Exclusive—Titan Haptics Debuts Clustered Array to Serve Non-standard Designs
Launched here today, Titan’s clustered array motor approach enables engineers to combine multiple haptic motors into an array that meets their exact application needs.
At its booth (420) at Sensors Converge today, come see Titan’s Clustered Haptic Arrays built into the first ever HD haptic lightsaber.
Even among engineers, the term “haptics” probably isn’t well understood. But one thing is certain: Engineers are all about: “How do I implement it?” In the context of this article, we’re talking about small haptic motors that create a vibration sensation for use in all kinds of consumer, automotive, and medical applications.
Along just those lines, today Titan Haptics has announced—exclusively here on All About Circuits—the launch of its Clustered Haptic Array motors. These motors take a modular approach to designing in haptic technology in a way that can be right-sized for a broad set of applications.
A single Drake Motor (left).
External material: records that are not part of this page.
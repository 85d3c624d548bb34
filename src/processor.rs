//! Boundary to the edge-detection frame processor

use thiserror::Error;
use tracing::{debug, info};

#[derive(Debug, Error)]
pub enum ProcessorError {
    #[error("processor initialization failed: {0}")]
    Init(String),
}

/// Downstream consumer of canonical frames.
///
/// `initialize` is called once before the first frame and `shutdown` once
/// after the last one.
pub trait FrameProcessor: Send {
    fn initialize(&mut self) -> Result<(), ProcessorError>;

    fn process_frame(&mut self, data: &[u8], width: u32, height: u32);

    fn shutdown(&mut self);
}

/// Processor that only logs what it receives.
#[derive(Debug, Default)]
pub struct LoggingProcessor {
    frames: u64,
}

impl FrameProcessor for LoggingProcessor {
    fn initialize(&mut self) -> Result<(), ProcessorError> {
        info!("Frame processor initialized");
        Ok(())
    }

    fn process_frame(&mut self, data: &[u8], width: u32, height: u32) {
        self.frames += 1;
        debug!("Processing frame: {}x{} ({} bytes)", width, height, data.len());
    }

    fn shutdown(&mut self) {
        info!("Frame processor shut down after {} frames", self.frames);
    }
}

impl<P: FrameProcessor + ?Sized> FrameProcessor for Box<P> {
    fn initialize(&mut self) -> Result<(), ProcessorError> {
        (**self).initialize()
    }

    fn process_frame(&mut self, data: &[u8], width: u32, height: u32) {
        (**self).process_frame(data, width, height)
    }

    fn shutdown(&mut self) {
        (**self).shutdown()
    }
}
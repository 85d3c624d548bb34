//! Dedicated worker context: one background thread with a serial task queue
//!
//! The worker owns a piece of state `S` for as long as it runs. Tasks get
//! `&mut S`, so whatever lives in `S` is only ever touched from this one
//! thread. Delayed tasks are timers on a current-thread tokio runtime that
//! push the task back into the queue when they fire, so execution stays
//! strictly serial.

use std::sync::atomic::{AtomicU64, Ordering};
use std::sync::Arc;
use std::thread::{self, JoinHandle, ThreadId};
use std::time::Duration;

use once_cell::sync::OnceCell;
use thiserror::Error;
use tokio::runtime::Runtime;
use tracing::{debug, info, trace};

#[derive(Debug, Error)]
pub enum WorkerError {
    #[error("failed to spawn worker thread: {0}")]
    Spawn(#[source] std::io::Error),

    #[error("failed to build worker runtime: {0}")]
    Runtime(#[source] std::io::Error),

    #[error("worker is already running")]
    AlreadyRunning,

    #[error("worker cannot join itself")]
    JoinFromWorker,

    #[error("worker thread panicked")]
    Panicked,

    #[error("worker state was lost")]
    StateLost,
}

pub type Task<S> = Box<dyn FnOnce(&mut S, &WorkerHandle<S>) + Send>;

enum Message<S> {
    /// `epoch: None` tasks are never cancelled
    Run { epoch: Option<u64>, task: Task<S> },
    Delayed {
        delay: Duration,
        epoch: u64,
        task: Task<S>,
    },
    Quit,
}

/// Cloneable handle used to post work onto the worker.
pub struct WorkerHandle<S> {
    tx: flume::Sender<Message<S>>,
    epoch: Arc<AtomicU64>,
    thread: Arc<OnceCell<ThreadId>>,
    /// Epoch of the cancellable task this handle was lent to. Work it posts
    /// is cancelled together with it.
    task_epoch: Option<u64>,
}

impl<S> Clone for WorkerHandle<S> {
    /// Clones are detached from the running task.
    fn clone(&self) -> Self {
        Self {
            tx: self.tx.clone(),
            epoch: self.epoch.clone(),
            thread: self.thread.clone(),
            task_epoch: None,
        }
    }
}

impl<S: 'static> WorkerHandle<S> {
    /// Run `task` as soon as the queue reaches it.
    ///
    /// Returns `false` when the worker has already stopped.
    pub fn post<F>(&self, task: F) -> bool
    where
        F: FnOnce(&mut S, &WorkerHandle<S>) + Send + 'static,
    {
        self.send(Message::Run {
            epoch: None,
            task: Box::new(task),
        })
    }

    /// Like [`post`](Self::post), but dropped by [`remove_pending`](Self::remove_pending).
    pub fn post_cancellable<F>(&self, task: F) -> bool
    where
        F: FnOnce(&mut S, &WorkerHandle<S>) + Send + 'static,
    {
        self.send(Message::Run {
            epoch: Some(self.posting_epoch()),
            task: Box::new(task),
        })
    }

    /// Run `task` after `delay`. Cancellable.
    ///
    /// Posted from inside a cancellable task, it belongs to that task's epoch,
    /// so a self-reposting chain stops even if it was cancelled mid-run.
    pub fn post_delayed<F>(&self, delay: Duration, task: F) -> bool
    where
        F: FnOnce(&mut S, &WorkerHandle<S>) + Send + 'static,
    {
        self.send(Message::Delayed {
            delay,
            epoch: self.posting_epoch(),
            task: Box::new(task),
        })
    }

    /// Drop every cancellable and delayed task posted so far.
    pub fn remove_pending(&self) {
        let epoch = self.epoch.fetch_add(1, Ordering::AcqRel) + 1;
        trace!("Cancelled pending worker tasks (epoch {})", epoch);
    }

    pub fn is_worker_thread(&self) -> bool {
        self.thread.get() == Some(&thread::current().id())
    }

    fn current_epoch(&self) -> u64 {
        self.epoch.load(Ordering::Acquire)
    }

    fn posting_epoch(&self) -> u64 {
        self.task_epoch.unwrap_or_else(|| self.current_epoch())
    }

    fn send(&self, message: Message<S>) -> bool {
        self.tx.send(message).is_ok()
    }

    fn run(&self, epoch: Option<u64>, task: Task<S>, state: &mut S) {
        match epoch {
            Some(epoch) if epoch != self.current_epoch() => trace!("Skipping cancelled task"),
            Some(epoch) => {
                let scoped = WorkerHandle {
                    task_epoch: Some(epoch),
                    ..self.clone()
                };
                task(state, &scoped)
            }
            None => task(state, self),
        }
    }
}

/// A running worker thread that owns `S`.
pub struct Worker<S> {
    handle: WorkerHandle<S>,
    thread: Option<JoinHandle<Option<S>>>,
    name: String,
}

impl<S: Send + 'static> Worker<S> {
    /// Start the worker thread.
    ///
    /// On failure the state is handed back when it can be recovered.
    pub fn spawn(name: impl Into<String>, state: S) -> Result<Self, (WorkerError, Option<S>)> {
        let name = name.into();

        let runtime = match tokio::runtime::Builder::new_current_thread()
            .enable_time()
            .build()
        {
            Ok(runtime) => runtime,
            Err(e) => return Err((WorkerError::Runtime(e), Some(state))),
        };

        let (tx, rx) = flume::unbounded();
        let handle = WorkerHandle {
            tx,
            epoch: Arc::new(AtomicU64::new(0)),
            thread: Arc::new(OnceCell::new()),
            task_epoch: None,
        };

        // State travels through a one-slot channel so a failed spawn can
        // still take it back out.
        let (state_tx, state_rx) = flume::bounded(1);
        let unclaimed = state_rx.clone();
        let _ = state_tx.send(state);

        let loop_handle = handle.clone();
        let spawned = thread::Builder::new().name(name.clone()).spawn(move || {
            let mut state = state_rx.recv().ok()?;
            run_loop(runtime, rx, &loop_handle, &mut state);
            Some(state)
        });

        match spawned {
            Ok(thread) => {
                let _ = handle.thread.set(thread.thread().id());
                info!("Worker {} started", name);
                Ok(Self {
                    handle,
                    thread: Some(thread),
                    name,
                })
            }
            Err(e) => Err((WorkerError::Spawn(e), unclaimed.try_recv().ok())),
        }
    }

    pub fn handle(&self) -> &WorkerHandle<S> {
        &self.handle
    }

    /// Stop after the tasks already queued. Timers that have not fired yet
    /// are dropped.
    pub fn quit_safely(&self) {
        let _ = self.handle.tx.send(Message::Quit);
    }

    /// Quit safely and wait for the thread, getting the state back.
    pub fn join(mut self) -> Result<S, WorkerError> {
        self.quit_safely();
        if self.handle.is_worker_thread() {
            return Err(WorkerError::JoinFromWorker);
        }

        let Some(thread) = self.thread.take() else {
            return Err(WorkerError::StateLost);
        };
        match thread.join() {
            Ok(Some(state)) => {
                info!("Worker {} stopped", self.name);
                Ok(state)
            }
            Ok(None) => Err(WorkerError::StateLost),
            Err(_) => Err(WorkerError::Panicked),
        }
    }
}

impl<S> Drop for Worker<S> {
    fn drop(&mut self) {
        if self.thread.is_some() {
            // Detach, but let the thread finish
            let _ = self.handle.tx.send(Message::Quit);
        }
    }
}

fn run_loop<S: 'static>(
    runtime: Runtime,
    rx: flume::Receiver<Message<S>>,
    handle: &WorkerHandle<S>,
    state: &mut S,
) {
    let local = tokio::task::LocalSet::new();
    local.block_on(&runtime, async {
        while let Ok(message) = rx.recv_async().await {
            match message {
                Message::Run { epoch, task } => handle.run(epoch, task, state),
                Message::Delayed { delay, epoch, task } => {
                    let tx = handle.tx.clone();
                    tokio::task::spawn_local(async move {
                        tokio::time::sleep(delay).await;
                        let _ = tx.send(Message::Run {
                            epoch: Some(epoch),
                            task,
                        });
                    });
                }
                Message::Quit => break,
            }
        }
    });

    let mut drained = 0usize;
    for message in rx.drain() {
        if let Message::Run { epoch, task } = message {
            handle.run(epoch, task, state);
            drained += 1;
        }
    }
    debug!("Worker drained {} queued tasks", drained);
}

#[cfg(test)]
mod tests {
    use super::*;
    use std::time::Instant;

    fn wait_for(rx: &flume::Receiver<()>) {
        rx.recv_timeout(Duration::from_secs(2))
            .expect("worker did not respond");
    }

    #[test]
    fn tasks_run_in_order_on_the_worker_thread() {
        let worker = Worker::spawn("test-worker", Vec::<u32>::new()).unwrap();
        let handle = worker.handle().clone();
        assert!(!handle.is_worker_thread());

        for i in 0..5 {
            handle.post(move |log: &mut Vec<u32>, w| {
                assert!(w.is_worker_thread());
                assert_eq!(thread::current().name(), Some("test-worker"));
                log.push(i);
            });
        }

        let log = worker.join().unwrap();
        assert_eq!(log, vec![0, 1, 2, 3, 4]);
    }

    #[test]
    fn delayed_task_waits() {
        let worker = Worker::spawn("delay", ()).unwrap();
        let (done_tx, done_rx) = flume::bounded(1);
        let start = Instant::now();
        worker
            .handle()
            .post_delayed(Duration::from_millis(50), move |_, _| {
                let _ = done_tx.send(());
            });

        wait_for(&done_rx);
        assert!(start.elapsed() >= Duration::from_millis(50));
        worker.join().unwrap();
    }

    #[test]
    fn remove_pending_cancels_only_cancellable_work() {
        let worker = Worker::spawn("cancel", Vec::<&'static str>::new()).unwrap();
        let handle = worker.handle().clone();

        handle.post_delayed(Duration::from_millis(30), |log: &mut Vec<_>, _| {
            log.push("delayed")
        });
        handle.post(|_, w| {
            // Queued behind this task, then cancelled before it runs
            w.post_cancellable(|log: &mut Vec<_>, _| log.push("cancellable"));
            w.remove_pending();
        });
        handle.post(|log: &mut Vec<_>, _| log.push("plain"));

        thread::sleep(Duration::from_millis(80));
        let log = worker.join().unwrap();
        assert_eq!(log, vec!["plain"]);
    }

    #[test]
    fn self_reposting_task_stops_when_cancelled() {
        fn tick(count: &mut u32, w: &WorkerHandle<u32>) {
            *count += 1;
            w.post_delayed(Duration::from_millis(5), tick);
        }

        let worker = Worker::spawn("repost", 0u32).unwrap();
        worker.handle().post_cancellable(tick);
        thread::sleep(Duration::from_millis(60));
        worker.handle().post(|_, w| w.remove_pending());
        thread::sleep(Duration::from_millis(20));

        let (tx, rx) = flume::bounded(1);
        worker.handle().post(move |count, _| {
            let _ = tx.send(*count);
        });
        let seen = rx.recv_timeout(Duration::from_secs(2)).unwrap();
        thread::sleep(Duration::from_millis(30));

        let count = worker.join().unwrap();
        assert!(seen > 1);
        assert_eq!(count, seen);
    }

    #[test]
    fn repost_from_a_task_cancelled_mid_run_is_dropped() {
        fn tick(count: &mut u32, w: &WorkerHandle<u32>) {
            *count += 1;
            if *count == 1 {
                // Cancelled from outside while this tick is still running
                thread::sleep(Duration::from_millis(40));
            }
            w.post_delayed(Duration::from_millis(5), tick);
        }

        let worker = Worker::spawn("mid-run", 0u32).unwrap();
        let handle = worker.handle().clone();
        handle.post_cancellable(tick);
        thread::sleep(Duration::from_millis(10));
        handle.remove_pending();
        thread::sleep(Duration::from_millis(80));

        assert_eq!(worker.join().unwrap(), 1);
    }

    #[test]
    fn quit_drains_queued_tasks() {
        let worker = Worker::spawn("drain", 0u32).unwrap();
        let handle = worker.handle().clone();
        let (gate_tx, gate_rx) = flume::bounded::<()>(1);

        handle.post(move |_, _| {
            let _ = gate_rx.recv_timeout(Duration::from_secs(2));
        });
        for _ in 0..10 {
            handle.post(|count: &mut u32, _| *count += 1);
        }
        worker.quit_safely();
        for _ in 0..10 {
            // Behind the quit marker but already queued when the loop exits
            handle.post(|count: &mut u32, _| *count += 1);
        }
        gate_tx.send(()).unwrap();

        assert_eq!(worker.join().unwrap(), 20);
        assert!(!handle.post(|_, _| {}));
    }

    #[test]
    fn delayed_work_is_dropped_on_quit() {
        let worker = Worker::spawn("quit", 0u32).unwrap();
        worker
            .handle()
            .post_delayed(Duration::from_millis(200), |count: &mut u32, _| *count += 1);
        assert_eq!(worker.join().unwrap(), 0);
    }

    #[test]
    fn join_from_worker_is_refused() {
        let worker = Worker::spawn("self-join", ()).unwrap();
        let handle = worker.handle().clone();
        let (tx, rx) = flume::bounded(1);
        let slot = Arc::new(std::sync::Mutex::new(Some(worker)));
        let inner = slot.clone();

        handle.post(move |_, _| {
            let worker = inner.lock().unwrap().take().unwrap();
            let _ = tx.send(matches!(worker.join(), Err(WorkerError::JoinFromWorker)));
        });

        assert!(rx.recv_timeout(Duration::from_secs(2)).unwrap());
    }
}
A Drake motor-based Clustered Haptic Array (right)
In this article, we explain the Clustered Haptic Array motor approach, we discuss the underlying technology, and we share insights from our exclusive interview with Titan’s head of engineering, Kyle Skippon and head of marketing and strategic partnerships, Ashley Huffman.
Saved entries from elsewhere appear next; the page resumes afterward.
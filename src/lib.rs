pub mod capture;
pub mod pipeline;
pub mod processor;
pub mod utils;

use std::path::Path;
use std::time::Duration;

use color_eyre::Result;
use serde::{Deserialize, Serialize};

pub use capture::{Frame, FrameSource, SessionState, SourceMode, SourceStatus};
pub use pipeline::ProcessingSession;

/// Prefix for environment overrides, e.g. `EDGEFRAME__CAPTURE__MODE=live`
pub const ENV_PREFIX: &str = "EDGEFRAME";

/// System configuration
#[derive(Debug, Clone, Default, PartialEq, Serialize, Deserialize)]
#[serde(default)]
pub struct Config {
    pub capture: CaptureConfig,
    pub pipeline: PipelineConfig,
}

#[derive(Debug, Clone, PartialEq, Serialize, Deserialize)]
#[serde(default)]
pub struct CaptureConfig {
    pub mode: SourceMode,
    /// Preferred camera resolution; mock frames use it too
    pub target_width: u32,
    pub target_height: u32,
    pub mock_period_ms: u64,
    /// Buffers held by the image reader
    pub max_images: usize,
    /// Upper bound on how long `close()` waits for the worker
    pub close_timeout_ms: u64,
    pub worker_name: String,
}

#[derive(Debug, Clone, PartialEq, Serialize, Deserialize)]
#[serde(default)]
pub struct PipelineConfig {
    pub fps_window_ms: u64,
    /// Demo run length; 0 runs until interrupted
    pub run_for_secs: u64,
}

impl Default for CaptureConfig {
    fn default() -> Self {
        Self {
            mode: SourceMode::Mock,
            target_width: 640,
            target_height: 480,
            mock_period_ms: 100, // 10 fps
            max_images: 2,
            close_timeout_ms: 2000,
            worker_name: "CameraBackground".into(),
        }
    }
}

impl Default for PipelineConfig {
    fn default() -> Self {
        Self {
            fps_window_ms: 1000,
            run_for_secs: 0,
        }
    }
}

impl CaptureConfig {
    pub fn mock_period(&self) -> Duration {
        Duration::from_millis(self.mock_period_ms)
    }

    pub fn close_timeout(&self) -> Duration {
        Duration::from_millis(self.close_timeout_ms)
    }
}

impl PipelineConfig {
    pub fn fps_window(&self) -> Duration {
        Duration::from_millis(self.fps_window_ms)
    }
}

impl Config {
    /// Defaults, then the TOML file at `path` if given, then `EDGEFRAME__*`
    /// environment variables.
    pub fn load(path: Option<&Path>) -> Result<Self> {
        Self::load_with_env(path, environment())
    }

    fn load_with_env(path: Option<&Path>, env: config::Environment) -> Result<Self> {
        let mut builder =
            config::Config::builder().add_source(config::Config::try_from(&Self::default())?);
        if let Some(path) = path {
            builder = builder.add_source(
                config::File::from(path)
                    .format(config::FileFormat::Toml)
                    .required(true),
            );
        }

        let config = builder.add_source(env).build()?.try_deserialize()?;
        Ok(config)
    }
}

fn environment() -> config::Environment {
    config::Environment::with_prefix(ENV_PREFIX)
        .separator("__")
        .try_parsing(true)
}
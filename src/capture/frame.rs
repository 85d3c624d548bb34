use bytes::Bytes;
use serde::{Deserialize, Serialize};
use std::time::Instant;

/// One canonical frame: full-resolution luma plane followed by the two
/// chroma planes, concatenated.
#[derive(Clone)]
pub struct Frame {
    /// Y plane, then U, then V
    pub data: Bytes,

    pub meta: FrameMetadata,

    /// Production timestamp for latency tracking
    pub timestamp: Instant,
}

/// Frame metadata
#[derive(Debug, Clone, Copy, PartialEq, Eq)]
pub struct FrameMetadata {
    pub sequence: u64,
    pub width: u32,
    pub height: u32,
    pub origin: FrameOrigin,
}

/// Where a frame came from
#[derive(Debug, Clone, Copy, PartialEq, Eq, Serialize, Deserialize)]
pub enum FrameOrigin {
    /// Synthetic test pattern
    Mock,
    /// Converted camera image
    Live,
}

impl Frame {
    pub fn new(data: Bytes, width: u32, height: u32, sequence: u64, origin: FrameOrigin) -> Self {
        Self {
            data,
            meta: FrameMetadata {
                sequence,
                width,
                height,
                origin,
            },
            timestamp: Instant::now(),
        }
    }

    pub fn width(&self) -> u32 {
        self.meta.width
    }

    pub fn height(&self) -> u32 {
        self.meta.height
    }

    /// Size of the luma plane in bytes.
    pub fn luma_len(&self) -> usize {
        self.meta.width as usize * self.meta.height as usize
    }

    pub fn luma(&self) -> &[u8] {
        &self.data[..self.luma_len().min(self.data.len())]
    }

    pub fn chroma(&self) -> &[u8] {
        &self.data[self.luma_len().min(self.data.len())..]
    }
}

impl std::fmt::Debug for Frame {
    fn fmt(&self, f: &mut std::fmt::Formatter<'_>) -> std::fmt::Result {
        f.debug_struct("Frame")
            .field("meta", &self.meta)
            .field("len", &self.data.len())
            .finish()
    }
}

/// Byte length of a canonical 4:2:0 frame: `w*h` luma plus `w*h/2` chroma.
pub fn canonical_len(width: u32, height: u32) -> usize {
    let luma = width as usize * height as usize;
    luma + luma / 2
}

#[cfg(test)]
mod tests {
    use super::*;

    #[test]
    fn canonical_len_is_one_and_a_half_times_area() {
        assert_eq!(canonical_len(640, 480), 640 * 480 * 3 / 2);
        assert_eq!(canonical_len(2, 2), 6);
        assert_eq!(canonical_len(0, 480), 0);
    }

    #[test]
    fn luma_and_chroma_split_at_area() {
        let data = Bytes::from(vec![1, 1, 1, 1, 2, 2]);
        let frame = Frame::new(data, 2, 2, 7, FrameOrigin::Mock);
        assert_eq!(frame.luma(), &[1, 1, 1, 1]);
        assert_eq!(frame.chroma(), &[2, 2]);
        assert_eq!(frame.meta.sequence, 7);
    }
}
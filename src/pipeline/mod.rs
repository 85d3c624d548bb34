pub mod delivery;
pub mod fps;
pub mod session;
pub mod worker;

pub use delivery::{DeliveryStats, FrameDelivery};
pub use fps::FpsCounter;
pub use session::{ProcessingSession, SessionError};
pub use worker::{Worker, WorkerError, WorkerHandle};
Haptics: Not Well Understood, But Everywhere
For its part, Titan sells its haptic motors into a wide range of applications like gaming, virtual reality, automotive, space, medical, and a wide set of consumer electronics. All that said, Huffman points out that the general public absolutely takes haptics for granted. “We get a lot of head tilts when trying to explain what we do to some folks,” says Huffman. “But, when we say that haptics is the vibration in your phone, or the vibration in your gaming controller, they immediately get it.”
Titan’s haptic motors are based on suspended magnetics instead of springs or flexures.
Titan specializes in haptic motors that use its invented technology, along with a series of tools, firmware, and reference designs to support engineers who want to integrate haptics into their designs. Titan’s haptic motors use a technology called Linear Magnetic Rams (LMRs).
LMRs are basically wideband voice-coil haptic motors. But in contrast to motors based on springs or flexures, LMR rely on solid-state magnetic suspension. Based on Titian's patented technology, LMRs are said to offer superior frequency response, reliability, and strength of haptic output compared to conventional approaches.
Clustered Array Approach Enables Customization
Among Titan’s leading products is its Drake motor. At 10 mm in diameter (cylinder), and around 20 mm long, Skippon says that the motor is really good for applications like handheld devices, larger wearables, headphones, gaming peripherals, mice, keyboards—anything with a medium form factor.
“What's cool about Drake is that it's super power dense,” says Skippon. “So, for its size, it outputs a ton of power. It feels like a way bigger motor than it is.” What Titan is announcing today is its Clustered Haptic Arrays that combine multiple Drake haptic motors to increase power output, while at the same time accommodating different product form factors and sizes.
“The main value of this is to serve haptics development for non standard products,” says Skippon. “When I say ‘non-standard’ I mean stuff that isn't in the millions of annual units. Devices like smartphones, gaming consoles, stuff like that—they have motors that are built around the common form factors. They are easy to go and buy.”
In contrast, Skippon explains, if you're developing stuff like automotive applications or gaming seats or devices like a joystick or other things, the form factors aren't there to support motor production of specific motor SKUs.
With the Clustered Haptic Array motor approach, engineers can choose a flat array (left), a large cylindrical array (right), or multiple other configurations.
“That makes it really difficult to find a solution that works well to make the device,” he says. ”With our clustered array, we're able to combine multiple of our Drake units into irregular form factors that could be like a flat pack, or something cylindrical and large (see image above).”
Mix and Match to Suit Your Design Needs
As Skippon explains, the Drake motors used in Clustered Haptic Arrays can be mixed and matched for target applications. By mixing motors with different specs, you can do some interesting things. For example, you can enhance haptic feedback by using a combination of a high-frequency Drake motor for button clicks and a low-frequency Drake model for subwoofer explosions.
Cluster Haptic Arrays can be configured in any form factor to meet the design requirements.
This kind of layering of haptic effects results in a more immersive experience, according to the company. Importantly, a cluster array can use a single drive signal. without any interference or phase issues. The clusters can fit irregular form factors, like flat, circular, triangular, square, and so on.
Haptic Lightsaber Demo at Sensors Converge
For more information, Titan has a blog post with links to STEP files for 3D printing the mounts. The post also links you to an implementation guide that teaches you how to combine different Drake models, and some best practices for mechanical mounting.
Titan says that its Drake haptic motors are available now on its website and from Digi-Key. The company will be at Sensors Converge, running this week (June 21-22). Come by their booth #420 to see their Clustered Haptic Arrays built into the first ever HD haptic lightsaber.